**Required action**
Restate verbatim the span of lines below between the line with "response = self.router.clone().oneshot(request).await.unwrap();" and the line with "(status, bytes.to_vec())", including those two lines, and only that span.

--- Provided records ---

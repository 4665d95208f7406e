//! Shared test utilities.
//! Note: #[allow(dead_code)] because each test file compiles common/ separately.

use axum::body::Body;
use axum::http::{Request, StatusCode};
use dropzone::config::AppConfig;
use dropzone::services::dropzone_service::DropzoneService;
use serde_json::Value;
use std::path::PathBuf;
use tempfile::TempDir;
use tower::ServiceExt;

pub const BASE_URL: &str = "http://files.test";
const BOUNDARY: &str = "----dropzone-test-boundary";

/// A router wired to temporary storage and a temporary SQLite database.
#[allow(dead_code)]
pub struct TestApp {
    pub router: axum::Router,
    pub service: DropzoneService,
    pub storage_dir: PathBuf,
    _temp_dir: TempDir,
}

#[allow(dead_code)]
impl TestApp {
    pub async fn new() -> Self {
        Self::with_limit(5 * 1024 * 1024).await
    }

    pub async fn with_limit(max_upload_bytes: u64) -> Self {
        let temp_dir = tempfile::tempdir().expect("Failed to create temp directory");
        let storage_dir = temp_dir.path().join("storage");

        let cfg = AppConfig {
            host: "127.0.0.1".into(),
            port: 0,
            storage_dir: storage_dir.display().to_string(),
            database_url: format!("sqlite://{}", temp_dir.path().join("meta.db").display()),
            public_base_url: BASE_URL.into(),
            max_upload_bytes,
        };

        let service = dropzone::build_service(&cfg)
            .await
            .expect("Failed to build service");
        let router = dropzone::app(service.clone());

        Self {
            router,
            service,
            storage_dir,
            _temp_dir: temp_dir,
        }
    }

    /// Send a request and return status plus raw body bytes.
    pub async fn send(&self, request: Request<Body>) -> (StatusCode, Vec<u8>) {
        let response = self.router.clone().oneshot(request).await.unwrap();
        let status = response.status();
        let bytes = axum::body::to_bytes(response.into_body(), usize::MAX)
            .await
            .unwrap();
        (status, bytes.to_vec())
    }

    /// Send a request and parse the body as JSON (`Null` when empty or not JSON).
    pub async fn json(&self, method: &str, uri: &str) -> (StatusCode, Value) {
        let request = Request::builder()
            .method(method)
            .uri(uri)
            .body(Body::empty())
            .unwrap();
        let (status, bytes) = self.send(request).await;
        (status, parse_json(&bytes))
    }

    /// POST a multipart upload to `/dropzone/store`.
    pub async fn upload(&self, parts: &[Part<'_>]) -> (StatusCode, Value) {
        let request = Request::builder()
            .method("POST")
            .uri("/dropzone/store")
            .header(
                "Content-Type",
                format!("multipart/form-data; boundary={}", BOUNDARY),
            )
            .body(Body::from(multipart_body(parts)))
            .unwrap();
        let (status, bytes) = self.send(request).await;
        (status, parse_json(&bytes))
    }

    /// Upload a single file in the `file` field.
    pub async fn upload_file(&self, filename: &str, data: &[u8]) -> (StatusCode, Value) {
        self.upload(&[Part::File {
            name: "file",
            filename,
            data,
        }])
        .await
    }

    /// GET a public URL produced by an upload, routed through the app.
    pub async fn fetch_url(&self, url: &str) -> (StatusCode, Vec<u8>) {
        let path = url.strip_prefix(BASE_URL).expect("URL under test base");
        let request = Request::builder()
            .method("GET")
            .uri(path)
            .body(Body::empty())
            .unwrap();
        self.send(request).await
    }

    /// Live file ids from the JSON listing.
    pub async fn listed_ids(&self) -> Vec<i64> {
        let (status, body) = self.json("GET", "/dropzone/files").await;
        assert_eq!(status, StatusCode::OK);
        body["files"]
            .as_array()
            .unwrap()
            .iter()
            .map(|f| f["id"].as_i64().unwrap())
            .collect()
    }

    /// Number of entries in the uploads directory.
    pub fn stored_file_count(&self) -> usize {
        std::fs::read_dir(self.storage_dir.join("uploads"))
            .map(|d| d.count())
            .unwrap_or(0)
    }
}

#[allow(dead_code)]
pub enum Part<'a> {
    File {
        name: &'a str,
        filename: &'a str,
        data: &'a [u8],
    },
    Text {
        name: &'a str,
        value: &'a str,
    },
}

fn multipart_body(parts: &[Part<'_>]) -> Vec<u8> {
    let mut body = Vec::new();
    for part in parts {
        body.extend_from_slice(format!("--{}\r\n", BOUNDARY).as_bytes());
        match part {
            Part::File {
                name,
                filename,
                data,
            } => {
                body.extend_from_slice(
                    format!(
                        "Content-Disposition: form-data; name=\"{}\"; filename=\"{}\"\r\n",
                        name, filename
                    )
                    .as_bytes(),
                );
                body.extend_from_slice(b"Content-Type: application/octet-stream\r\n\r\n");
                body.extend_from_slice(data);
            }
            Part::Text { name, value } => {
                body.extend_from_slice(
                    format!("Content-Disposition: form-data; name=\"{}\"\r\n\r\n", name)
                        .as_bytes(),
                );
                body.extend_from_slice(value.as_bytes());
            }
        }
        body.extend_from_slice(b"\r\n");
    }
    body.extend_from_slice(format!("--{}--\r\n", BOUNDARY).as_bytes());
    body
}

fn parse_json(bytes: &[u8]) -> Value {
    if bytes.is_empty() {
        Value::Null
    } else {
        serde_json::from_slice(bytes).unwrap_or(Value::Null)
    }
}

---

**Completed task**
        let response = self.router.clone().oneshot(request).await.unwrap();
        let status = response.status();
        let bytes = axum::body::to_bytes(response.into_body(), usize::MAX)
            .await
            .unwrap();
        (status, bytes.to_vec())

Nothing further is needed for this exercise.